● Task description:
Check every line below, and copy those that include "RuntimeError".

[Start of Attachment]

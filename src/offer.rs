//! The composed offer payload: named optional regions, each holding zero or
//! more content nodes. Regions are independent; a missing region renders
//! nothing.

use serde::{Deserialize, Serialize};

use crate::node::{DigitProgress, ImageNode, OfferNode};

/// One screen's worth of promotional content.
#[derive(Debug, Clone, Default, PartialEq, Serialize, Deserialize)]
pub struct OfferScreen {
    #[serde(skip_serializing_if = "Option::is_none")]
    pub header: Option<Vec<OfferNode>>,
    /// Step indicators. Wire name `offers`.
    #[serde(rename = "offers", skip_serializing_if = "Option::is_none")]
    pub digits: Option<DigitProgress>,
    #[serde(skip_serializing_if = "Option::is_none")]
    pub image: Option<ImageNode>,
    #[serde(skip_serializing_if = "Option::is_none")]
    pub personalization: Option<Vec<OfferNode>>,
    #[serde(skip_serializing_if = "Option::is_none")]
    pub sponsored: Option<Vec<OfferNode>>,
    #[serde(skip_serializing_if = "Option::is_none")]
    pub content: Option<Vec<OfferNode>>,
    #[serde(skip_serializing_if = "Option::is_none")]
    pub actions: Option<Vec<OfferNode>>,
    #[serde(skip_serializing_if = "Option::is_none")]
    pub disclaimer: Option<Vec<OfferNode>>,
    #[serde(skip_serializing_if = "Option::is_none")]
    pub footer: Option<Vec<OfferNode>>,
}

impl OfferScreen {
    /// True when no region carries anything renderable.
    pub fn is_empty(&self) -> bool {
        fn empty(region: &Option<Vec<OfferNode>>) -> bool {
            region.as_ref().map(|nodes| nodes.is_empty()).unwrap_or(true)
        }

        empty(&self.header)
            && self.digits.is_none()
            && self.image.is_none()
            && empty(&self.personalization)
            && empty(&self.sponsored)
            && empty(&self.content)
            && empty(&self.actions)
            && empty(&self.disclaimer)
            && empty(&self.footer)
    }
}

#[cfg(test)]
mod tests {
    use super::*;

    #[test]
    fn test_empty_screen() {
        assert!(OfferScreen::default().is_empty());

        let with_empty_region = OfferScreen {
            header: Some(vec![]),
            ..Default::default()
        };
        assert!(with_empty_region.is_empty());
    }

    #[test]
    fn test_screen_with_content_is_not_empty() {
        let screen: OfferScreen = serde_json::from_str(
            r#"{"header":[{"type":"text","text":"Save 20%"}]}"#,
        )
        .unwrap();
        assert!(!screen.is_empty());
    }

    #[test]
    fn test_digits_region_uses_wire_name() {
        let screen: OfferScreen =
            serde_json::from_str(r#"{"offers":{"start":1,"size":3,"current":1}}"#).unwrap();
        assert_eq!(
            screen.digits,
            Some(DigitProgress { start: 1, size: 3, current: 1 })
        );
        assert!(!screen.is_empty());
    }
}
use fnv::FnvHashMap;

use crate::value::Value;

/// Where variables live.
///
/// There is a single global scope for now. Nested scopes would chain environments through a
/// parent and implement this same interface.
pub trait Environment {
    /// Binds `name`, replacing any previous binding.
    fn define(&mut self, name: &str, value: Value);

    fn get(&self, name: &str) -> Option<&Value>;

    /// Rebinds `name`. Assigning a name that was never declared binds it.
    fn assign(&mut self, name: &str, value: Value);
}

/// The global scope, a flat map from names to values.
#[derive(Debug, Clone, Default)]
pub struct Globals {
    symbols: FnvHashMap<String, Value>,
}

impl Globals {
    pub fn new() -> Self {
        Self::default()
    }
}

impl Environment for Globals {
    fn define(&mut self, name: &str, value: Value) {
        self.symbols.insert(name.to_owned(), value);
    }

    fn get(&self, name: &str) -> Option<&Value> {
        self.symbols.get(name)
    }

    fn assign(&mut self, name: &str, value: Value) {
        match self.symbols.get_mut(name) {
            Some(slot) => *slot = value,
            None => self.define(name, value),
        }
    }
}
use std::io::{self, Write};

use tracing::{debug, trace};

use crate::{
    ast::{BinaryOp, Expr, Literal, Stmt, UnaryOp, VarDecl},
    env::{Environment, Globals},
    value::Value,
};

/// How deeply expressions may nest before evaluation gives up.
pub const MAX_DEPTH: usize = 512;

/// The kind of session statements are executed in.
#[derive(Debug, Clone, Copy, PartialEq, Eq)]
pub enum Mode {
    /// Running a whole program. Only `print` produces output.
    Script,

    /// A prompt. The value of every expression statement is echoed back as well.
    Interactive,
}

#[derive(Debug, thiserror::Error)]
pub enum RuntimeError {
    #[error("Operand of \"{op}\" must be a number, got {operand} @ line {line}.")]
    InvalidOperand {
        op: UnaryOp,
        operand: Value,
        line: u32,
    },

    #[error("Operands of \"{op}\" must be {expected}, got {left} and {right} @ line {line}.")]
    InvalidOperands {
        op: BinaryOp,
        left: Value,
        right: Value,
        expected: &'static str,
        line: u32,
    },

    #[error("Undefined variable \"{name}\" @ line {line}.")]
    UndefinedVariable { name: String, line: u32 },

    #[error("Expression nested deeper than {limit} levels.")]
    NestingTooDeep { limit: usize },

    #[error("Failed to write program output: {0}")]
    Output(#[from] io::Error),
}

impl RuntimeError {
    pub fn line(&self) -> Option<u32> {
        match self {
            Self::InvalidOperand { line, .. }
            | Self::InvalidOperands { line, .. }
            | Self::UndefinedVariable { line, .. } => Some(*line),
            Self::NestingTooDeep { .. } | Self::Output(_) => None,
        }
    }
}

type Evaluation = Result<Value, RuntimeError>;

/// Our tree-walk interpreter.
///
/// One walker is one session: globals defined by a call to [`TreeWalker::execute`] stay visible to
/// every later call.
#[derive(Debug)]
pub struct TreeWalker<W: Write> {
    environment: Globals,
    output: W,
    mode: Mode,
    depth: usize,
    max_depth: usize,
}

impl<W: Write> TreeWalker<W> {
    pub fn new(output: W, mode: Mode) -> Self {
        Self {
            environment: Globals::new(),
            output,
            mode,
            depth: 0,
            max_depth: MAX_DEPTH,
        }
    }

    pub fn with_max_depth(mut self, max_depth: usize) -> Self {
        self.max_depth = max_depth;
        self
    }

    /// Makes a host value visible to programs under `name`.
    pub fn define_global(&mut self, name: &str, value: impl Into<Value>) {
        self.environment.define(name, value.into());
    }

    pub fn get_global(&self, name: &str) -> Option<&Value> {
        self.environment.get(name)
    }

    pub fn output(&self) -> &W {
        &self.output
    }

    pub fn into_output(self) -> W {
        self.output
    }

    /// Executes the statements in order and returns the value of the last one.
    ///
    /// The first runtime error stops execution and is returned. Bindings made by the statements
    /// before it are kept, the failing statement binds nothing.
    pub fn execute(&mut self, statements: &[Stmt<'_>]) -> Result<Option<Value>, RuntimeError> {
        let mut last_value = None;
        for statement in statements {
            last_value = Some(self.execute_statement(statement)?);
        }
        Ok(last_value)
    }

    fn execute_statement(&mut self, statement: &Stmt<'_>) -> Evaluation {
        trace!(%statement, "executing");
        match statement {
            Stmt::Expr(expr) => self.execute_expression(expr),
            Stmt::VarDecl(var_decl) => self.execute_var_decl(var_decl),
            Stmt::Print(expr) => self.execute_print(expr),
        }
    }

    fn execute_expression(&mut self, expr: &Expr<'_>) -> Evaluation {
        let value = self.evaluate_expression(expr)?;
        if self.mode == Mode::Interactive {
            writeln!(self.output, "{value}")?;
        }
        Ok(value)
    }

    fn execute_var_decl(&mut self, var_decl: &VarDecl<'_>) -> Evaluation {
        let value = var_decl
            .expr
            .as_ref()
            .map(|expr| self.evaluate_expression(expr))
            .transpose()?
            .unwrap_or(Value::Nil);

        debug!(name = var_decl.identifier, %value, "defining variable");
        self.environment.define(var_decl.identifier, value.clone());

        Ok(value)
    }

    fn execute_print(&mut self, expr: &Expr<'_>) -> Evaluation {
        let value = self.evaluate_expression(expr)?;
        writeln!(self.output, "{value}")?;
        Ok(value)
    }

    fn evaluate_expression(&mut self, expr: &Expr<'_>) -> Evaluation {
        if self.depth >= self.max_depth {
            return Err(RuntimeError::NestingTooDeep {
                limit: self.max_depth,
            });
        }

        self.depth += 1;
        let result = match expr {
            Expr::Literal(literal) => Ok(self.evaluate_literal(literal)),
            Expr::Variable { identifier, line } => self.evaluate_variable(identifier, *line),
            Expr::Assign {
                identifier, expr, ..
            } => self.evaluate_assignment(identifier, expr),
            Expr::Binary {
                left,
                op,
                right,
                line,
            } => self.evaluate_binary(left, *op, right, *line),
            Expr::Unary { op, expr, line } => self.evaluate_unary(*op, expr, *line),
        };
        self.depth -= 1;

        result
    }

    fn evaluate_literal(&self, literal: &Literal<'_>) -> Value {
        match literal {
            Literal::Nil => Value::Nil,
            Literal::False => Value::Bool(false),
            Literal::True => Value::Bool(true),
            Literal::Number(n) => Value::Number(*n),
            Literal::String(s) => Value::String(s.to_string()),
        }
    }

    fn evaluate_variable(&self, identifier: &str, line: u32) -> Evaluation {
        self.environment
            .get(identifier)
            .cloned()
            .ok_or_else(|| RuntimeError::UndefinedVariable {
                name: identifier.to_owned(),
                line,
            })
    }

    fn evaluate_assignment(&mut self, identifier: &str, expr: &Expr<'_>) -> Evaluation {
        let value = self.evaluate_expression(expr)?;
        debug!(name = identifier, %value, "assigning variable");
        self.environment.assign(identifier, value.clone());
        Ok(value)
    }

    fn evaluate_binary(
        &mut self,
        left: &Expr<'_>,
        op: BinaryOp,
        right: &Expr<'_>,
        line: u32,
    ) -> Evaluation {
        let left = self.evaluate_expression(left)?;
        let right = self.evaluate_expression(right)?;

        let result = match op {
            // Relational
            BinaryOp::Equal => Some(Value::Bool(left.equals(&right))),
            BinaryOp::NotEqual => Some(Value::Bool(!left.equals(&right))),
            BinaryOp::GreaterThan => left.greater_than(&right).map(Value::Bool),
            BinaryOp::GreaterThanEqual => left.greater_than_equal(&right).map(Value::Bool),
            BinaryOp::LessThan => left.less_than(&right).map(Value::Bool),
            BinaryOp::LessThanEqual => left.less_than_equal(&right).map(Value::Bool),

            // Arithmetic
            BinaryOp::Add => left.add(&right),
            BinaryOp::Sub => left.sub(&right),
            BinaryOp::Mul => left.mul(&right),
            BinaryOp::Div => left.div(&right),
        };

        result.ok_or_else(|| RuntimeError::InvalidOperands {
            op,
            expected: Self::expected_operands(op),
            left,
            right,
            line,
        })
    }

    fn evaluate_unary(&mut self, op: UnaryOp, expr: &Expr<'_>, line: u32) -> Evaluation {
        let operand = self.evaluate_expression(expr)?;
        match op {
            UnaryOp::Minus => operand
                .negate()
                .ok_or(RuntimeError::InvalidOperand { op, operand, line }),
            UnaryOp::LogicalNot => Ok(Value::Bool(!operand.is_truthy())),
        }
    }

    fn expected_operands(op: BinaryOp) -> &'static str {
        match op {
            BinaryOp::Add => "two numbers or two strings",
            _ => "numbers",
        }
    }
}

[End of Attachment]

● Result of the exercise:
pub enum RuntimeError {
impl RuntimeError {
type Evaluation = Result<Value, RuntimeError>;
    pub fn execute(&mut self, statements: &[Stmt<'_>]) -> Result<Option<Value>, RuntimeError> {
            return Err(RuntimeError::NestingTooDeep {
            .ok_or_else(|| RuntimeError::UndefinedVariable {
        result.ok_or_else(|| RuntimeError::InvalidOperands {
                .ok_or(RuntimeError::InvalidOperand { op, operand, line }),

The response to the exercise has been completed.